• [Work order]
Starting at the first line of the data below, retype every line up to and including the one containing "const RULE: &str".
(Data in this exercise begins)
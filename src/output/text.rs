use std::io::Write;

use crate::checker::{FileResult, Finding, RunSummary};
use crate::error::Result;

use super::{ColorMode, OutputFormatter, ansi, display_path, is_no_color_set};

const RULE: &str =
    "======================================================================";
const TITLE: &str = "Pine Script v6 Compliance Check";

pub struct TextFormatter {
    use_colors: bool,
    verbose: u8,
}

impl TextFormatter {
    #[must_use]
    pub fn new(mode: ColorMode) -> Self {
        Self::with_verbose(mode, 0)
    }

    #[must_use]
    pub fn with_verbose(mode: ColorMode, verbose: u8) -> Self {
        Self {
            use_colors: Self::should_use_colors(mode),
            verbose,
        }
    }

    fn should_use_colors(mode: ColorMode) -> bool {
        match mode {
            ColorMode::Always => true,
            ColorMode::Never => false,
            ColorMode::Auto => {
                !is_no_color_set() && std::io::IsTerminal::is_terminal(&std::io::stdout())
            }
        }
    }

    fn colorize(&self, text: &str, color: &str) -> String {
        if !self.use_colors {
            return text.to_string();
        }
        format!("{color}{text}{}", ansi::RESET)
    }

    fn write_banner(output: &mut Vec<u8>) {
        writeln!(output, "{RULE}").ok();
        writeln!(output, "{TITLE}").ok();
        writeln!(output, "{RULE}").ok();
        writeln!(output).ok();
    }

    fn write_finding(&self, finding: &Finding, output: &mut Vec<u8>) {
        if self.verbose >= 1 {
            let rule = self.colorize(&format!("[{}]", finding.rule), ansi::CYAN);
            writeln!(output, "     - {finding} {rule}").ok();
        } else {
            writeln!(output, "     - {finding}").ok();
        }
    }

    fn format_result(&self, result: &FileResult, output: &mut Vec<u8>) {
        writeln!(output, "📄 Checking: {}", display_path(result.path())).ok();

        let outcome = &result.outcome;
        if !outcome.errors.is_empty() {
            let heading = format!("Errors ({}):", outcome.errors.len());
            writeln!(output, "  ❌ {}", self.colorize(&heading, ansi::RED)).ok();
            for finding in &outcome.errors {
                self.write_finding(finding, output);
            }
        }

        if !outcome.warnings.is_empty() {
            let heading = format!("Warnings ({}):", outcome.warnings.len());
            writeln!(output, "  ⚠️  {}", self.colorize(&heading, ansi::YELLOW)).ok();
            for finding in &outcome.warnings {
                self.write_finding(finding, output);
            }
        }

        if outcome.is_clean() {
            writeln!(output, "  ✅ {}", self.colorize("No issues found", ansi::GREEN)).ok();
        }

        writeln!(output).ok();
    }

    fn format_summary(&self, summary: &RunSummary, output: &mut Vec<u8>) {
        let errors = self.colorize(&summary.errors.to_string(), ansi::RED);
        let warnings = self.colorize(&summary.warnings.to_string(), ansi::YELLOW);

        writeln!(output, "{RULE}").ok();
        writeln!(output, "Summary: {} files checked", summary.files_checked).ok();
        writeln!(output, "  ❌ Errors: {errors}").ok();
        writeln!(output, "  ⚠️  Warnings: {warnings}").ok();
        writeln!(output, "{RULE}").ok();
    }
}

impl Default for TextFormatter {
    fn default() -> Self {
        Self::new(ColorMode::Auto)
    }
}

impl OutputFormatter for TextFormatter {
    fn format(&self, results: &[FileResult]) -> Result<String> {
        let mut output = Vec::new();
        Self::write_banner(&mut output);

        if results.is_empty() {
            let message = self.colorize("No Pine Script files found!", ansi::RED);
            writeln!(output, "❌ {message}").ok();
            return Ok(String::from_utf8_lossy(&output).to_string());
        }

        for result in results {
            self.format_result(result, &mut output);
        }

        self.format_summary(&RunSummary::from_results(results), &mut output);

        Ok(String::from_utf8_lossy(&output).to_string())
    }
}

#[cfg(test)]
#[path = "text_tests.rs"]
mod tests;
// Webhook subscriptions

use std::collections::BTreeMap;

use serde::{Deserialize, Serialize};

/// Event pattern that matches every event
pub const ANY_EVENT: &str = "*";

#[derive(Debug, Clone, PartialEq, Serialize, Deserialize)]
#[serde(rename_all = "camelCase")]
pub struct WebhookRetryPolicy {
    pub max_retries: u32,
    pub backoff_ms: Vec<u64>,
}

impl Default for WebhookRetryPolicy {
    fn default() -> Self {
        Self {
            max_retries: 3,
            backoff_ms: vec![1_000, 5_000, 30_000],
        }
    }
}

/// A partner system's request to be told about finished events
///
/// `event` is `entity.action`, `entity.*` or `*`. Signing secrets and HTTP
/// delivery belong to the notifier, not to this record.
#[derive(Debug, Clone, PartialEq, Serialize, Deserialize)]
#[serde(rename_all = "camelCase")]
pub struct WebhookSubscription {
    #[serde(default)]
    pub id: Option<String>,
    pub agent_name: String,
    pub event: String,
    pub target_url: String,
    #[serde(default = "default_active")]
    pub is_active: bool,
    #[serde(default)]
    pub retry_policy: Option<WebhookRetryPolicy>,
    #[serde(default)]
    pub headers: Option<BTreeMap<String, String>>,
    #[serde(default)]
    pub description: Option<String>,
}

impl WebhookSubscription {
    pub fn new(agent_name: &str, event: &str, target_url: &str) -> Self {
        Self {
            id: None,
            agent_name: agent_name.to_string(),
            event: event.to_string(),
            target_url: target_url.to_string(),
            is_active: true,
            retry_policy: None,
            headers: None,
            description: None,
        }
    }

    /// Does this subscription want `entity.action`?
    pub fn matches_event(&self, entity: &str, action: &str) -> bool {
        let pattern = self.event.trim();
        if pattern == ANY_EVENT {
            return true;
        }
        match pattern.split_once('.') {
            Some((sub_entity, "*")) => sub_entity == entity,
            Some((sub_entity, sub_action)) => sub_entity == entity && sub_action == action,
            None => false,
        }
    }

    pub fn effective_retry_policy(&self) -> WebhookRetryPolicy {
        self.retry_policy.clone().unwrap_or_default()
    }
}

fn default_active() -> bool {
    true
}
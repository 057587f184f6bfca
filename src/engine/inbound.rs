// Inbound resolution
// Picks the inbound rule for an event and applies conditional re-routing

//! # Inbound Resolver
//!
//! Resolution happens in two halves so that the inbound transformation can
//! run between them:
//!
//! 1. [`InboundResolver::select`] ranks the active inbound rules of
//!    `(agent, endpoint)` against the observed action and keeps the best one.
//! 2. [`InboundResolver::apply_routing`] evaluates the rule's `routingEntity`
//!    and `routingAction` tables on the canonical payload and settles the
//!    effective `(entity, action)` and routing mode.
//!
//! [`InboundResolver::resolve`] runs both halves back to back for callers that
//! have no transformation step.
//!
//! An event that no rule owns is [`InboundResolution::Unrouted`]. That is an
//! outcome, not an error.

use std::sync::Arc;

use serde_json::Value;
use tracing::{debug, error, warn};

use crate::engine::catalog::RuleCatalog;
use crate::models::{
    select_best, InboundRoute, InboundRule, MatchRank, OnError, RoutingKey, RoutingMode,
};
use crate::{Result, RouterError};

/// Rule chosen for an observed event, before the payload is inspected
#[derive(Debug, Clone, PartialEq)]
pub struct InboundSelection {
    pub rule: InboundRule,
    pub rank: MatchRank,
    /// Key as the source agent sent it
    pub observed: RoutingKey,
}

/// Fully resolved inbound route
#[derive(Debug, Clone, PartialEq)]
pub struct ResolvedRoute {
    pub rule: InboundRule,
    pub rank: MatchRank,
    /// Effective key used by the outbound stage
    pub key: RoutingKey,
    pub mode: RoutingMode,
}

#[derive(Debug, Clone, PartialEq)]
pub enum InboundResolution {
    /// No active inbound rule owns the event
    Unrouted,
    Routed(ResolvedRoute),
}

pub struct InboundResolver {
    catalog: Arc<dyn RuleCatalog>,
}

impl InboundResolver {
    pub fn new(catalog: Arc<dyn RuleCatalog>) -> Self {
        Self { catalog }
    }

    /// Choose the inbound rule that owns `key`
    pub async fn select(&self, key: &RoutingKey) -> Result<Option<InboundSelection>> {
        let candidates = self
            .catalog
            .find_active_inbound(&key.agent, &key.entity, &key.action)
            .await?;

        let selection = select_best(&candidates, &key.action).map(|(rule, rank)| InboundSelection {
            rule: rule.clone(),
            rank,
            observed: key.clone(),
        });

        match &selection {
            Some(found) => debug!(
                key = %key,
                version = found.rule.version,
                rank = found.rank.value(),
                "Inbound rule selected"
            ),
            None => debug!(key = %key, candidates = candidates.len(), "No inbound rule owns event"),
        }
        Ok(selection)
    }

    /// Apply the selected rule's re-routing tables to the canonical payload
    pub async fn apply_routing(
        &self,
        selection: &InboundSelection,
        payload: &Value,
    ) -> Result<ResolvedRoute> {
        let rule = &selection.rule;
        let observed = &selection.observed;

        let base_entity = rule.entity.clone().unwrap_or_else(|| observed.entity.clone());
        let base_action = rule.action.clone().unwrap_or_else(|| observed.action.clone());

        let entity = pick_route(&rule.routing_entity, payload, "routingEntity")?
            .unwrap_or(base_entity);
        let action = pick_route(&rule.routing_action, payload, "routingAction")?
            .unwrap_or(base_action);

        let entity_default = self
            .catalog
            .find_entity(&entity)
            .await?
            .map(|row| row.routing_mode)
            .unwrap_or_default();
        let mode = rule.override_routing_mode.resolve(entity_default);

        let key = RoutingKey::new(&observed.agent, &entity, &action);
        debug!(observed = %observed, effective = %key, mode = %mode, "Inbound route resolved");

        Ok(ResolvedRoute {
            rule: rule.clone(),
            rank: selection.rank,
            key,
            mode,
        })
    }

    /// Select and apply in one step
    pub async fn resolve(&self, key: &RoutingKey, payload: &Value) -> Result<InboundResolution> {
        match self.select(key).await? {
            Some(selection) => Ok(InboundResolution::Routed(
                self.apply_routing(&selection, payload).await?,
            )),
            None => Ok(InboundResolution::Unrouted),
        }
    }
}

/// First matching entry wins; the fallback entry is only used when nothing matched
fn pick_route(routes: &[InboundRoute], payload: &Value, table: &str) -> Result<Option<String>> {
    let mut fallback: Option<&InboundRoute> = None;

    for route in routes {
        if route.is_fallback() {
            fallback.get_or_insert(route);
            continue;
        }
        let Some(conditions) = &route.conditions else {
            return Ok(Some(route.route.clone()));
        };
        match conditions.try_evaluate(payload) {
            Ok(true) => return Ok(Some(route.route.clone())),
            Ok(false) => {}
            Err(err) => match route.on_error {
                OnError::Fail => {
                    error!(table, route = %route.route, error = %err, "Routing condition failed, aborting");
                    return Err(RouterError::from_evaluation(err));
                }
                OnError::Ignore => {
                    warn!(table, route = %route.route, error = %err, "Routing condition failed, skipping entry");
                }
            },
        }
    }

    Ok(fallback.map(|route| route.route.clone()))
}
// Collaborator interfaces
// Transport, transformation and webhook delivery live outside the router

//! Seams to the systems the router drives but does not implement.
//!
//! - [`Connector`]: sends a payload to one endpoint over its transport
//! - [`PayloadTransformer`]: evaluates a transformation expression
//! - [`WebhookNotifier`]: signs and delivers webhook notifications
//!
//! Each trait is object safe and `Send + Sync` so the router can hold them as
//! `Arc<dyn ...>` and call them from concurrent dispatch units.

use async_trait::async_trait;
use serde_json::Value;

use crate::models::{ConnectorResponse, DeliveryError, Endpoint, WebhookPayload, WebhookSubscription};
use crate::Result;

/// Delivers a payload to an endpoint
///
/// A response with a non-success status is returned as `Ok` and classified by
/// the caller; `Err` is for failures that never produced a response (DNS,
/// refused connection, timeout) and must already carry a classification.
#[async_trait]
pub trait Connector: Send + Sync {
    async fn dispatch(
        &self,
        endpoint: &Endpoint,
        payload: &Value,
    ) -> std::result::Result<ConnectorResponse, DeliveryError>;
}

/// Evaluates transformation expressions stored on rules
#[async_trait]
pub trait PayloadTransformer: Send + Sync {
    async fn transform(&self, expression: &str, payload: &Value) -> Result<Value>;
}

/// Returns the payload unchanged
#[derive(Debug, Default, Clone, Copy)]
pub struct IdentityTransformer;

#[async_trait]
impl PayloadTransformer for IdentityTransformer {
    async fn transform(&self, _expression: &str, payload: &Value) -> Result<Value> {
        Ok(payload.clone())
    }
}

/// Delivers webhook notifications to subscribers
#[async_trait]
pub trait WebhookNotifier: Send + Sync {
    async fn notify(&self, subscription: &WebhookSubscription, payload: &WebhookPayload) -> Result<()>;
}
(Data in this exercise ends)
• [Solution to this problem]
filename src/output/text.rs
use std::io::Write;

use crate::checker::{FileResult, Finding, RunSummary};
use crate::error::Result;

use super::{ColorMode, OutputFormatter, ansi, display_path, is_no_color_set};

const RULE: &str =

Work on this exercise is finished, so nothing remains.